# vw bikini??



## getoffmymk3 (Jun 8, 2008)

someone please halp me find a VW bikini...i musttt have this for waterfest pleaseee


----------



## Windex921 (Apr 2, 2008)

*Re: vw bikini?? (getoffmymk3)*


_Quote, originally posted by *getoffmymk3* »_someone please halp me find a VW bikini...i musttt have this for waterfest pleaseee









I can definitely help you on that. the easiest way would be send me full body pictures so I can tell what color bikini would go with your skin tone (less clothes = more helpful in determining the skin tone







)
and next, I will need your measurements, cause yah know, you want it to fit right
and last, I need your number...obviously just so I can call you when I find the right one for you lol
so whenver you need me to help, just kindly send all these things to my inbox ,and ill help you quite quickly


----------



## andlf (Feb 6, 2008)

*Re: vw bikini?? (Windex921)*


----------



## Pretty Hate Machine (Jan 15, 2008)

*Re: vw bikini?? (getoffmymk3)*


_Quote, originally posted by *getoffmymk3* »_someone please halp me find a VW bikini...i musttt have this for waterfest pleaseee









if you actually come across one...you should let me know where you found it!!! im tryin to rock one too...ive been all over ebay and i cant find anything even close!


----------



## Windex921 (Apr 2, 2008)

*Re: vw bikini?? (16vPrincess)*


_Quote, originally posted by *16vPrincess* »_
if you actually come across one...you should let me know where you found it!!! im tryin to rock one too...ive been all over ebay and i cant find anything even close!
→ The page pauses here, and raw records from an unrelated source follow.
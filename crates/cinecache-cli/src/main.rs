//! cinecache - a terminal client for browsing, searching and bookmarking
//! movies from a remote catalog.
//!
//! Fetched pages are kept on disk so previously seen results stay
//! available offline; favorites and preferences persist across runs.

mod render;

use std::io;
use std::sync::Arc;

use anyhow::{Context, Result};
use clap::{Parser, Subcommand, ValueEnum};
use tracing::{debug, info, warn};
use tracing_appender::non_blocking::WorkerGuard;
use tracing_subscriber::{fmt, prelude::*, EnvFilter};

use cinecache_core::auth::{AuthSession, CredentialStore};
use cinecache_core::images::ImageResolver;
use cinecache_core::models::ViewMode;
use cinecache_core::{
    ApiClient, CacheManager, Catalog, Config, FileStore, SearchSession, SessionStatus, UserState,
};

// ============================================================================
// Constants
// ============================================================================

/// Environment variable overriding the configured API key
const API_KEY_ENV: &str = "CINECACHE_API_KEY";

/// Environment variable naming a directory for daily log files
const LOG_DIR_ENV: &str = "CINECACHE_LOG_DIR";

/// Log file name prefix inside the log directory
const LOG_FILE_PREFIX: &str = "cinecache.log";

#[derive(Parser)]
#[command(name = "cinecache", version, about = "Browse, search and bookmark movies - works offline")]
struct Cli {
    /// Serve only from the disk cache
    #[arg(long, global = true)]
    offline: bool,

    #[command(subcommand)]
    command: Command,
}

#[derive(Subcommand)]
enum Command {
    /// Today's trending movies
    Trending {
        /// Only show this category id
        #[arg(long)]
        category: Option<u32>,
        /// Ignore the cached copy
        #[arg(long)]
        refresh: bool,
    },
    /// Search by title; reuses the last term when none is given
    Search {
        term: Option<String>,
        /// Pages to step through with load-more
        #[arg(long, default_value_t = 1)]
        pages: u32,
        /// Only show this category id
        #[arg(long)]
        category: Option<u32>,
    },
    /// Full details for one movie
    Detail { id: u64 },
    /// List favorites
    Favorites,
    /// Add a movie to favorites
    FavAdd { id: u64 },
    /// Remove a movie from favorites
    FavRemove { id: u64 },
    /// Show or change the view mode
    View { mode: Option<ViewArg> },
    /// List categories
    Categories,
    /// Sign in with the demo account
    Login { email: String, password: String },
    /// Sign out
    Logout,
    /// Store the catalog API key in the OS keychain
    SetKey {
        #[arg(required_unless_present = "clear")]
        api_key: Option<String>,
        /// Remove the stored key instead
        #[arg(long, conflicts_with = "api_key")]
        clear: bool,
    },
    /// Show disk cache ages and size
    CacheStatus {
        /// Delete all cached pages
        #[arg(long)]
        clear: bool,
    },
}

#[derive(Clone, Copy, ValueEnum)]
enum ViewArg {
    Grid,
    List,
    Toggle,
}

/// Initialize the tracing subscriber for logging.
/// The returned guard must live until exit so buffered file logs flush.
fn init_tracing() -> Option<WorkerGuard> {
    // Use RUST_LOG env var to control log level (e.g., RUST_LOG=debug)
    let filter = EnvFilter::try_from_default_env()
        .unwrap_or_else(|_| EnvFilter::new("warn"));

    let (file_layer, guard) = match std::env::var(LOG_DIR_ENV) {
        Ok(dir) => {
            let appender = tracing_appender::rolling::daily(dir, LOG_FILE_PREFIX);
            let (writer, guard) = tracing_appender::non_blocking(appender);
            (Some(fmt::layer().with_writer(writer).with_ansi(false)), Some(guard))
        }
        Err(_) => (None, None),
    };

    tracing_subscriber::registry()
        .with(fmt::layer().with_writer(io::stderr))
        .with(file_layer)
        .with(filter)
        .init();

    guard
}

/// Resolve the API key: environment, then config, then keychain.
fn resolve_api_key(config: &Config) -> Option<String> {
    std::env::var(API_KEY_ENV)
        .ok()
        .filter(|k| !k.is_empty())
        .or_else(|| config.api_key.clone())
        .or_else(|| match CredentialStore::get_api_key() {
            Ok(key) => Some(key),
            Err(e) => {
                debug!(error = %e, "No API key in keychain");
                None
            }
        })
}

#[tokio::main]
async fn main() -> Result<()> {
    // Load .env file if present (silently ignore if not found)
    let _ = dotenvy::dotenv();

    let _guard = init_tracing();
    let cli = Cli::parse();
    info!("cinecache starting");

    let config = match Config::load() {
        Ok(c) => c,
        Err(e) => {
            warn!(error = %e, "Failed to load config, using defaults");
            Config::default()
        }
    };

    let data_dir = config.data_dir().context("Failed to locate data directory")?;
    let store = FileStore::new(data_dir).context("Failed to open user data store")?;

    let mut api = ApiClient::new(&config.api_base_url)?;
    if let Some(key) = resolve_api_key(&config) {
        api.set_api_key(key);
    }

    let cache_dir = config.cache_dir().context("Failed to locate cache directory")?;
    let disk = CacheManager::new(cache_dir)?;
    let mut catalog = Catalog::new(Arc::new(api.clone())).with_disk_cache(disk);
    catalog.set_offline(cli.offline || config.offline_mode);

    if !api.has_api_key() && !catalog.is_offline() {
        warn!("No API key configured; set {} or run `cinecache set-key`", API_KEY_ENV);
    }

    let images = ImageResolver::new(&config.image_base_url);
    let mut user = UserState::load(store.clone());

    let result = run(cli.command, &catalog, &mut user, store, &images).await;
    info!("cinecache shutting down");
    result
}

async fn run(
    command: Command,
    catalog: &Catalog,
    user: &mut UserState<FileStore>,
    store: FileStore,
    images: &ImageResolver,
) -> Result<()> {
    match command {
        Command::Trending { category, refresh } => {
            let page = if refresh {
                catalog.refresh_trending().await?
            } else {
                catalog.trending().await?
            };
            let visible = cinecache_core::filter_by_category(&page.items, category);
            println!("Trending movies ({})", visible.len());
            render::print_items(&visible, &*user, images);
        }

        Command::Search { term, pages, category } => {
            let term = term.unwrap_or_else(|| user.last_search_term().to_string());
            if let Err(e) = user.set_last_search_term(&term) {
                warn!(error = %e, "Search term not saved");
            }

            let mut session = SearchSession::new();
            session.search(catalog, &term).await;
            for _ in 1..pages {
                if !session.load_more_from(catalog).await {
                    break;
                }
            }
            if let SessionStatus::Failed(e) = session.status() {
                anyhow::bail!("Error searching movies: {} (try again)", e);
            }

            session.select_category(category);
            render::print_search(&session, &*user, images);
        }

        Command::Detail { id } => {
            let detail = catalog.detail(id).await?;
            render::print_detail(&detail, user.is_favorite(id), images);
        }

        Command::Favorites => {
            render::print_favorites(user.favorites(), user.view_mode(), images);
        }

        Command::FavAdd { id } => {
            let detail = catalog.detail(id).await?;
            if user.add_favorite(&detail.item)? {
                println!("Added to favorites: {}", detail.item.title);
            } else {
                println!("Already a favorite: {}", detail.item.title);
            }
        }

        Command::FavRemove { id } => {
            if user.remove_favorite(id)? {
                println!("Removed from favorites: {}", id);
            } else {
                println!("Not a favorite: {}", id);
            }
        }

        Command::View { mode } => {
            let mode = match mode {
                None => user.view_mode(),
                Some(ViewArg::Toggle) => user.toggle_view_mode()?,
                Some(ViewArg::Grid) => {
                    user.set_view_mode(ViewMode::Grid)?;
                    ViewMode::Grid
                }
                Some(ViewArg::List) => {
                    user.set_view_mode(ViewMode::List)?;
                    ViewMode::List
                }
            };
            println!("View mode: {}", mode);
        }

        Command::Categories => {
            let categories = catalog.categories().await?;
            for category in &categories.categories {
                println!("{:>6}  {}", category.id, category.name);
            }
        }

        Command::Login { email, password } => {
            let mut auth = AuthSession::load(store);
            if auth.login(&email, &password)? {
                let mut config = Config::load().unwrap_or_default();
                config.last_username = Some(email.clone());
                if let Err(e) = config.save() {
                    warn!(error = %e, "Failed to save config");
                }
                println!("Signed in as {}", email);
            } else {
                anyhow::bail!("Invalid email or password");
            }
        }

        Command::Logout => {
            let mut auth = AuthSession::load(store);
            auth.logout()?;
            println!("Signed out");
        }

        Command::SetKey { api_key, clear } => match api_key {
            Some(key) if !clear => {
                CredentialStore::store_api_key(&key)?;
                println!("API key stored in keychain");
            }
            _ => {
                CredentialStore::delete_api_key()?;
                println!("API key removed from keychain");
            }
        },

        Command::CacheStatus { clear } => {
            let Some(disk) = catalog.disk_cache() else {
                println!("No disk cache configured");
                return Ok(());
            };
            if clear {
                let removed = disk.clear()?;
                println!("Removed {} cached pages", removed);
                return Ok(());
            }
            let ages = disk.get_cache_ages();
            println!("Cache directory: {}", disk.cache_dir().display());
            println!("Cached queries:  {}", disk.entry_count()?);
            println!("Trending:        {}", ages.trending_age());
            println!("Categories:      {}", ages.categories_age());
            if disk.is_trending_stale() {
                println!("Trending is stale; run `cinecache trending --refresh`");
            }
        }
    }

    Ok(())
}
i have now extended my offer to you as well...just trying to help lol


----------



## Pretty Hate Machine (Jan 15, 2008)

...if i thaught you could actually sew...i would (;


----------



## mk2gtd (Sep 17, 2007)

*Re: (16vPrincess)*

well, this was clearly going to happen...


----------



## Pretty Hate Machine (Jan 15, 2008)

wow...ive been waiting for some time to witness a sweing gearhead.


----------



## werksberg (Nov 20, 2007)

*Re: (16vPrincess)*

Back in the early 90's I was selling to my dealers Maui Style Hawaiian VW Bug & Buses shirts and shorts. 
I just started listing some used clothing from that time on eBay under my personal account socalcollector2 and old event shirts coming up in the coming weeks too!
I also have toddlers shorts too....think you can fit into them?


----------



## Pretty Hate Machine (Jan 15, 2008)

its more funny bcuz of all these greens...ur funny. but i believe you. wow. im speechless actually....i throw my clothes away bcuz i cant sew the button back on.


----------



## audi13 (Nov 16, 2007)

*Re: vw bikini?? (getoffmymk3)*

let me kno if u find one i want one and have been lookin... someone told me they saw some at H20


----------



## 8V Fury (Jul 26, 2003)

*Re: vw bikini?? (audi13)*

I can get them made.


----------



## audi13 (Nov 16, 2007)

*Re: vw bikini?? (8V Fury)*

How much would they be and what do they look like?


----------



## Dav8or (Nov 16, 2003)

You may want to make your own. VW Logo ties could be a source or go to a local t shirt printer and see if they can transfer onto a white suit.


----------



## 8V Fury (Jul 26, 2003)

*Re: (Dav8or)*

Depends on the style and how many people want them, the more people want to buy them, the better the price.


----------



## HollywoodsBug (Sep 13, 2003)

*Re: vw bikini?? (getoffmymk3)*


_Quote, originally posted by *getoffmymk3* »_someone please halp me find a VW bikini...i musttt have this for waterfest pleaseee









If you find one, u should rock it at DOD2~!








"Hollywood"


----------